-- Recorded data --
------

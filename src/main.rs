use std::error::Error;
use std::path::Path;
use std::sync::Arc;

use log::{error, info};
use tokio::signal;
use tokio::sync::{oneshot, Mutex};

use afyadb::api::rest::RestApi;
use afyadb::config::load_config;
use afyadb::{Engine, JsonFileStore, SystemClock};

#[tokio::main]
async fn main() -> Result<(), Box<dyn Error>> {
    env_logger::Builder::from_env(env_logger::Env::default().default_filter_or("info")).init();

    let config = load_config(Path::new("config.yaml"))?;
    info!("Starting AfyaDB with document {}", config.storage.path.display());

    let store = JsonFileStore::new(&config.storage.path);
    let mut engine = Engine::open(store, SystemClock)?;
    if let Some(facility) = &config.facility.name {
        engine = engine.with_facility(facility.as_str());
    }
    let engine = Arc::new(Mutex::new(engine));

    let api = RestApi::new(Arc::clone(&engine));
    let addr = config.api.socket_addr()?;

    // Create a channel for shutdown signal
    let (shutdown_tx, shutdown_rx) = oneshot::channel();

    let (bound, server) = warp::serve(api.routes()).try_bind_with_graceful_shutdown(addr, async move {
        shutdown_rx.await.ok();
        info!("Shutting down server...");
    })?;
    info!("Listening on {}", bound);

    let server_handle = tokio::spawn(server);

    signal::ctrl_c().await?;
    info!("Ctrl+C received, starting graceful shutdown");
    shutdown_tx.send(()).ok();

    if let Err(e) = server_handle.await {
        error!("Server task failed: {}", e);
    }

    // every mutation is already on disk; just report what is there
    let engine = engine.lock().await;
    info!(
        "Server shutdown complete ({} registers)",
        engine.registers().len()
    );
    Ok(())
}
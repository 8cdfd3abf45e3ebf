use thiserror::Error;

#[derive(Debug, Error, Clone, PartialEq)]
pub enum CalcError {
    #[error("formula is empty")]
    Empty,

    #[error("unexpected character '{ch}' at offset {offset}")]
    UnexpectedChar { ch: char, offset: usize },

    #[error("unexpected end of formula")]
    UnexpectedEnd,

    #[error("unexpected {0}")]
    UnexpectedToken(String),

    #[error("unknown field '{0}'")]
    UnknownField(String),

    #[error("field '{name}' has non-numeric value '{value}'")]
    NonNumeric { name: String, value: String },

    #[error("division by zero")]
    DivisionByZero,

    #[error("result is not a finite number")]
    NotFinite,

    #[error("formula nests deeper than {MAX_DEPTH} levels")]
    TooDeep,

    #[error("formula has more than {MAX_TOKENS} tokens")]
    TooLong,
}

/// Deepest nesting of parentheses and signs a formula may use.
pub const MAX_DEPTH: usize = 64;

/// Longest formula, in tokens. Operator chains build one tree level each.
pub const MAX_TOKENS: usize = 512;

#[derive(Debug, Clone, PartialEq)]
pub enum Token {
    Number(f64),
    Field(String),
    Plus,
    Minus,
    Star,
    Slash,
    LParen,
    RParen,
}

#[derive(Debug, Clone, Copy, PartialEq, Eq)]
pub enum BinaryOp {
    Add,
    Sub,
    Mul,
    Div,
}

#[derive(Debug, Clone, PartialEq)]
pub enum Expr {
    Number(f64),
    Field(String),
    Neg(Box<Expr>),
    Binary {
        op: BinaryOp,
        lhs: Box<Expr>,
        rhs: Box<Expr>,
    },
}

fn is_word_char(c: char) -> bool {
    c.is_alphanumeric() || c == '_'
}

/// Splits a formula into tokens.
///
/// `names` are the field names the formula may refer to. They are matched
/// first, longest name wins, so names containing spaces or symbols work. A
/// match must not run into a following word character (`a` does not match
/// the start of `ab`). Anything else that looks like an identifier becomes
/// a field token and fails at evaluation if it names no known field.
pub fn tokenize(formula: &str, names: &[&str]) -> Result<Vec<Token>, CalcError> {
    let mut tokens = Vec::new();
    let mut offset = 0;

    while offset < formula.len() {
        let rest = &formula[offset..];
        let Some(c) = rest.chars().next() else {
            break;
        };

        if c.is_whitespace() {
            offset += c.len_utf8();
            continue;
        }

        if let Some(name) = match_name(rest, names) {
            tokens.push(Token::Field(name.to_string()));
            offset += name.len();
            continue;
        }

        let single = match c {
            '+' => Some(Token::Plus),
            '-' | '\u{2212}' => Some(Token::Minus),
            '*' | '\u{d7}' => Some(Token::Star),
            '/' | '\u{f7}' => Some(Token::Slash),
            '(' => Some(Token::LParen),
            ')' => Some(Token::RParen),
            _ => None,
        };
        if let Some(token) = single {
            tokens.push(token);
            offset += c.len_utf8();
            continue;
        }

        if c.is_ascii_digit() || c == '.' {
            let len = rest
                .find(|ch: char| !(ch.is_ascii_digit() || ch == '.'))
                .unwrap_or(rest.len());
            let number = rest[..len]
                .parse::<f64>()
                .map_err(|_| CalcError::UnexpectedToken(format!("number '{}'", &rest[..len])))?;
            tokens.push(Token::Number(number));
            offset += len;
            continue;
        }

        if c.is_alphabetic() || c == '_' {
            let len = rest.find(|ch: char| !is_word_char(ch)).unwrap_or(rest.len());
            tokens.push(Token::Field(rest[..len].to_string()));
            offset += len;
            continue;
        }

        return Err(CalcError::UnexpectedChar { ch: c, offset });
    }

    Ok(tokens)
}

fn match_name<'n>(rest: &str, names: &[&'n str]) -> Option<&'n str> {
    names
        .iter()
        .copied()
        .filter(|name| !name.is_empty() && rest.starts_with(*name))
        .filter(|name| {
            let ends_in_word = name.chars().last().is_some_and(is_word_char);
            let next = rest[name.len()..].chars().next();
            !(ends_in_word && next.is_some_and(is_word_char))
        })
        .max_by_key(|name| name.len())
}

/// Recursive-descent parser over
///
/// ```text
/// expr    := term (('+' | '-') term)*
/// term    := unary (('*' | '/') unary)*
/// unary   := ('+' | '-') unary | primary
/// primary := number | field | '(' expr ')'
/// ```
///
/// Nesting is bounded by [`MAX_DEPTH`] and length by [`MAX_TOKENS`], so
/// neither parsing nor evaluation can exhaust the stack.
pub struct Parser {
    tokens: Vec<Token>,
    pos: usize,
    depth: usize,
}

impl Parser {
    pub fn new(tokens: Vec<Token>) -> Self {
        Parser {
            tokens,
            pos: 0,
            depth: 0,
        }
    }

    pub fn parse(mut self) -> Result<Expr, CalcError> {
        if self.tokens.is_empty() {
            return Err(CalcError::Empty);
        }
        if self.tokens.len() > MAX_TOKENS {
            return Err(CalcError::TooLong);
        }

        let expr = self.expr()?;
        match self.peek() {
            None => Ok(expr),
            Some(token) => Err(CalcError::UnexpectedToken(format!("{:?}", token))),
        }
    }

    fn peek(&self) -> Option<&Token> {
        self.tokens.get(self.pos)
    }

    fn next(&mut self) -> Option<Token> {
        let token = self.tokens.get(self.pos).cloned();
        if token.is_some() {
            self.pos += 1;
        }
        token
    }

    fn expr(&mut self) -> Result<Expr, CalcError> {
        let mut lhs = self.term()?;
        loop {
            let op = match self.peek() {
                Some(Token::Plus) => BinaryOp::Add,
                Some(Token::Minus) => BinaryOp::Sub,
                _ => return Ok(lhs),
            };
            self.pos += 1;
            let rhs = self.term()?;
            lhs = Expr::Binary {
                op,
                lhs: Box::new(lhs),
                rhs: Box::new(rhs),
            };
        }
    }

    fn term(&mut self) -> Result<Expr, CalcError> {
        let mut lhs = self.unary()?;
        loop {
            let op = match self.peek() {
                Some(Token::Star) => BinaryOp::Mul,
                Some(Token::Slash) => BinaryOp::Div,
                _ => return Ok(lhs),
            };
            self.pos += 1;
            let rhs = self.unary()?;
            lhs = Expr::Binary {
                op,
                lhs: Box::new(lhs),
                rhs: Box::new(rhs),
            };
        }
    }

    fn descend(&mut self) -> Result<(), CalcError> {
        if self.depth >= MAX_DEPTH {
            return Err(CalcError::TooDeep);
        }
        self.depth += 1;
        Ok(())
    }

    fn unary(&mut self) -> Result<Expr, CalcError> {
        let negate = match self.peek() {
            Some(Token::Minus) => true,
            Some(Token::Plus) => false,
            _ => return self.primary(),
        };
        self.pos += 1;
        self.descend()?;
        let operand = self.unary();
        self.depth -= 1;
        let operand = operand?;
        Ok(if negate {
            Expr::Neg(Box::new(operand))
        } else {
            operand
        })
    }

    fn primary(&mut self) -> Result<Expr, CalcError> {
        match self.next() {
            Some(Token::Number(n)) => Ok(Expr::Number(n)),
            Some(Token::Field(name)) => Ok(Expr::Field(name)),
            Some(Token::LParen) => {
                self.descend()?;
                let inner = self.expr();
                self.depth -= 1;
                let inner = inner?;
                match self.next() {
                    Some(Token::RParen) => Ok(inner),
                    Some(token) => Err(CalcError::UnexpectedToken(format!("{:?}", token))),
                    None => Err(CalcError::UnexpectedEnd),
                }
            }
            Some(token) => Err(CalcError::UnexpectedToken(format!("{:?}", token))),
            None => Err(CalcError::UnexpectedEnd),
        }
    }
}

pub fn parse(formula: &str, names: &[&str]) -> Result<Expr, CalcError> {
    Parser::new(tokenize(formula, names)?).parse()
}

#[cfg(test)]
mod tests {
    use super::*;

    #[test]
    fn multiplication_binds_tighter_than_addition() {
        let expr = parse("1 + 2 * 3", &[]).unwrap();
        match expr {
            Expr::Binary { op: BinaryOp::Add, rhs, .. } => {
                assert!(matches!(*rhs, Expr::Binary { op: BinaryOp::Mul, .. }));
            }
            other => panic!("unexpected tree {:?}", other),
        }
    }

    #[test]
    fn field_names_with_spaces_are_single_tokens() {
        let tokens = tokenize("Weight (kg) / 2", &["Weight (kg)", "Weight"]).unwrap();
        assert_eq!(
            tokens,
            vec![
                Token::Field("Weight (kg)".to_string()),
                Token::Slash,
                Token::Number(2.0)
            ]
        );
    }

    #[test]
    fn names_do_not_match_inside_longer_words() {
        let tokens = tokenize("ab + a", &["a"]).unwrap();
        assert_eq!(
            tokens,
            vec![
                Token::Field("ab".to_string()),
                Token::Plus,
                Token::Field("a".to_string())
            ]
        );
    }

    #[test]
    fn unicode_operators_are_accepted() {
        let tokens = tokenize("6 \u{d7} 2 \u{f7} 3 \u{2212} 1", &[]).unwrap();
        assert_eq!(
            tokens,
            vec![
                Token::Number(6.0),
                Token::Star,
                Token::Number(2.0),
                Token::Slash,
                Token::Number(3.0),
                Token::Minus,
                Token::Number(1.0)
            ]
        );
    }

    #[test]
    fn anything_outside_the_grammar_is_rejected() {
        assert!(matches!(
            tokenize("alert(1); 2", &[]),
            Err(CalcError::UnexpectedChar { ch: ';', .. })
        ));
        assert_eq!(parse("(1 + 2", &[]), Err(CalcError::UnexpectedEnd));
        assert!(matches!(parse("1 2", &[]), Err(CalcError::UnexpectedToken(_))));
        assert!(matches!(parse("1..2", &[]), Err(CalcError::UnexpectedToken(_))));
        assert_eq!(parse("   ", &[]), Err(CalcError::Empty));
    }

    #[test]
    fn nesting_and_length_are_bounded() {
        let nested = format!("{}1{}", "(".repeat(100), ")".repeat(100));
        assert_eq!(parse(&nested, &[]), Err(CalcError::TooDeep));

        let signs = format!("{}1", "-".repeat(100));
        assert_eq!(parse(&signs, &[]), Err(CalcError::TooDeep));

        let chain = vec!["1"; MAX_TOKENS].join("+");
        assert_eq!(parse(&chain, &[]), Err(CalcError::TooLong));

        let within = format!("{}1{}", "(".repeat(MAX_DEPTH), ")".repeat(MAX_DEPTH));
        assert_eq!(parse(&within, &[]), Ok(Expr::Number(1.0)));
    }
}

------

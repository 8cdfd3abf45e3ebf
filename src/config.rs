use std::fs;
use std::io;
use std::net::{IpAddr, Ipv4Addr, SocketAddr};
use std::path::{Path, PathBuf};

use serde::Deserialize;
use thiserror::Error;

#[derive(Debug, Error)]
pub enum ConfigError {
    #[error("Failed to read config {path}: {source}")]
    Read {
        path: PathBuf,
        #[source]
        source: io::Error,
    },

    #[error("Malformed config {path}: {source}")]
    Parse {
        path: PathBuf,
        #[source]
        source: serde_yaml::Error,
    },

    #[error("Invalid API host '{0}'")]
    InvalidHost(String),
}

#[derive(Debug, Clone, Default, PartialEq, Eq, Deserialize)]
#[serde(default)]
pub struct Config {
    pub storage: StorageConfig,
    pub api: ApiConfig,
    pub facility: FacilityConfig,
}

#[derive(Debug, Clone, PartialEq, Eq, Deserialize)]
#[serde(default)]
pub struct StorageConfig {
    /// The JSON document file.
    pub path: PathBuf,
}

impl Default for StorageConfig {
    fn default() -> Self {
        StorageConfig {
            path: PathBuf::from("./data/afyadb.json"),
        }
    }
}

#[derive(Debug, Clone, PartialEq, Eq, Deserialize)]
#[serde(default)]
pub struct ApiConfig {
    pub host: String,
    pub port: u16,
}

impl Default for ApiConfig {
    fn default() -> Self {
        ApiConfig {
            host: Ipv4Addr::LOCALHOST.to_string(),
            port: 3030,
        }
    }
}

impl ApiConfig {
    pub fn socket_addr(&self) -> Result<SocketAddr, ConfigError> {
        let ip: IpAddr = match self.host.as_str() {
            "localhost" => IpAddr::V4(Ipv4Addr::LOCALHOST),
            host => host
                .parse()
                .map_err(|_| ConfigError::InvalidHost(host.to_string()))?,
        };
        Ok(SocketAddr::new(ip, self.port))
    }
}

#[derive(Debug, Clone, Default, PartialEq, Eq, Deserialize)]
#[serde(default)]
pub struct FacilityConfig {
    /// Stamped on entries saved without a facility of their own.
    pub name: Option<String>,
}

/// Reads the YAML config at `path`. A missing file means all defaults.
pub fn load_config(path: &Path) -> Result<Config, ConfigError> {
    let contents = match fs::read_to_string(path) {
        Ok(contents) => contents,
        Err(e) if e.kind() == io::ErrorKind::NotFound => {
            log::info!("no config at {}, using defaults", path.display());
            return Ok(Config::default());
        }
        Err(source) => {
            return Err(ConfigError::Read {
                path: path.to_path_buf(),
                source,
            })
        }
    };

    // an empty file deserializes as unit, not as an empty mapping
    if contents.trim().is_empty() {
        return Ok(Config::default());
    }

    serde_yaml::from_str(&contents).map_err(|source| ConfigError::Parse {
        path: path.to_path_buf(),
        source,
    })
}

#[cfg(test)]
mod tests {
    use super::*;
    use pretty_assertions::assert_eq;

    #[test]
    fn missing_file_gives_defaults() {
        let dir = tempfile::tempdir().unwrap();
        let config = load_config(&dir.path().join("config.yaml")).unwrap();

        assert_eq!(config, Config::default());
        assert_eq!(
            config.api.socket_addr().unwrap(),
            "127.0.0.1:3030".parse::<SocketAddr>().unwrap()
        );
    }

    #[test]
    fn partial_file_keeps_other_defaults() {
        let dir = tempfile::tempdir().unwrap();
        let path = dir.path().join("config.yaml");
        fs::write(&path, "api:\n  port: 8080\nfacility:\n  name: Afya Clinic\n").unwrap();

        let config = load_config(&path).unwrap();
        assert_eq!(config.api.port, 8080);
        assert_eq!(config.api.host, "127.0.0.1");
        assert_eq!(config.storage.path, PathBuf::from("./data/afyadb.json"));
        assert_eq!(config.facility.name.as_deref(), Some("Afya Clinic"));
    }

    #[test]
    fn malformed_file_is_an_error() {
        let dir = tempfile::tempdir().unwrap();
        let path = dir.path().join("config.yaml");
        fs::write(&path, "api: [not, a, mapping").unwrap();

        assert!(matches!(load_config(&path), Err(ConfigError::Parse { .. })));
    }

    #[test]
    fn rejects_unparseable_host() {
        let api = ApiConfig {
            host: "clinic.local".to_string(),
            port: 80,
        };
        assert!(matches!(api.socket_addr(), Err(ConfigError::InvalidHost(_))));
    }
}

------

-- Problem statement --
Among the entries above, copy exactly only the lines starting with the one containing "filename src/main.rs" and going through the one containing "use afyadb::config::load_config;", both ends included.

-- Exercise result --
filename src/main.rs
use std::error::Error;
use std::path::Path;
use std::sync::Arc;

use log::{error, info};
use tokio::signal;
use tokio::sync::{oneshot, Mutex};

use afyadb::api::rest::RestApi;
use afyadb::config::load_config;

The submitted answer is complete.